Why Carleton Watkins?
We turn to history and mythology to clarify and anchor our research. Looking back 150 years, Carleton Watkins iconic photographs honored unsullied nature and documented human behavior on the frontier. They were a revelation at that time.  His images record a critical time in the ongoing debate between industrial development and conservation.  We are now at a new critical point and the current discourse is fractured.  How can the state of our health, industrial agriculture, chemistry, biological modification of plants and livestock, water and land use, finite natural resources, demographic and geographical change be included in a single conversation?  
Referencing Watkins' sublime views and sites of nascent technological activity in California and Oregon, are an invitation to  viewer to consider an alternate reality in which the trajectory of our agricultural production is taken to an extreme. We fast forward to seductive, garish and static monocultures. 

Why food?
The land is threatened by our activities on many levels: energy extraction, manufacturing pollution, climate change…the scale is vast and opportunities for thoughtful encounters are infrequent and remote.  The most palpable and visceral link to the consequences of our actions is the food we eat. Our most intimate encounter with industrial scale production is processed food, we have an opportunity to consider the consequences of our actions one bite at a time. 
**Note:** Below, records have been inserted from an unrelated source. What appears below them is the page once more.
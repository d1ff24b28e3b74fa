//! Optional observability helpers for notification runs.
//!
//! # Feature Flags
//!
//! - Enable `tracing` to emit structured spans named `index_notifier.backend` with the `backend`
//!   (target) and `stage` (call site) fields, plus `warn` events for failures and `debug` events
//!   for skipped backends.
//! - Enable `metrics` to increment the `index_notifier_backend_total` counter for every
//!   attempt/success/failure/skip, labeled by `backend` + `outcome`.

mod metrics;
mod tracing;

pub use self::{metrics::*, tracing::*};

// self
use crate::{_prelude::*, provider::NotificationTarget, report::BackendResult};

/// Outcome labels recorded for each backend run.
#[derive(Clone, Copy, Debug, PartialEq, Eq, Hash)]
pub enum NotifyOutcome {
	/// Entry to a backend client.
	Attempt,
	/// Backend accepted the notification.
	Success,
	/// Backend failed; the detail is folded into the result.
	Failure,
	/// Backend not configured or disabled; no network call was made.
	Skipped,
}
impl NotifyOutcome {
	/// Returns a stable label suitable for span or metric fields.
	pub const fn as_str(self) -> &'static str {
		match self {
			NotifyOutcome::Attempt => "attempt",
			NotifyOutcome::Success => "success",
			NotifyOutcome::Failure => "failure",
			NotifyOutcome::Skipped => "skipped",
		}
	}
}
impl Display for NotifyOutcome {
	fn fmt(&self, f: &mut Formatter) -> FmtResult {
		f.write_str(self.as_str())
	}
}

/// Records the terminal outcome of a backend run as a metric and a log event.
pub fn record_result(target: NotificationTarget, result: &BackendResult) {
	let outcome = if result.is_ok() { NotifyOutcome::Success } else { NotifyOutcome::Failure };

	record_backend_outcome(target, outcome);
	log_result(target, result);
}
We showcase major components of our diet that are products of industrial development and marketing. 

We allude to Watkins' far vista in our tabletop landscapes, hinting at vastness, yet stranding the viewer a swale of familiar processed food products. The photographer's 18" x 22" Mammoth Plate Views were extraordinarily large and detailed in their time, but are now considered small. We use this format to force the viewer into an intimate encounter with components of the average American diet. The technological commitment to bend the forces of nature in order to fulfill fantasies of a yummy life and heroic expectations of feeding the world has been oversold.  Should we rethink our fun-food utopia in light of scientific evidence of dwindling resources and potential for irreversible harm to the land?

A conjecture filled with pathos….Is there is danger in selling a dream? 
One of the hardest working, most original and technically gifted of American photographers, Watkins' work was renowned aesthetically and aided the cause of conservation and publicly held recreational land. His photographs promoted a utopia: The American West. Throughout his life, Watkins was both unwise and unlucky in his business practices. A crushing blow in his 77th year came at the hands of Mother Nature in the form of the 1906 San Francisco earthquake. He continued to struggle to provide for himself and his family, dying blind and penniless in an asylum in 1916. 
His life  reminds us that there is only certainty of change and the unexpected when you construct a dream.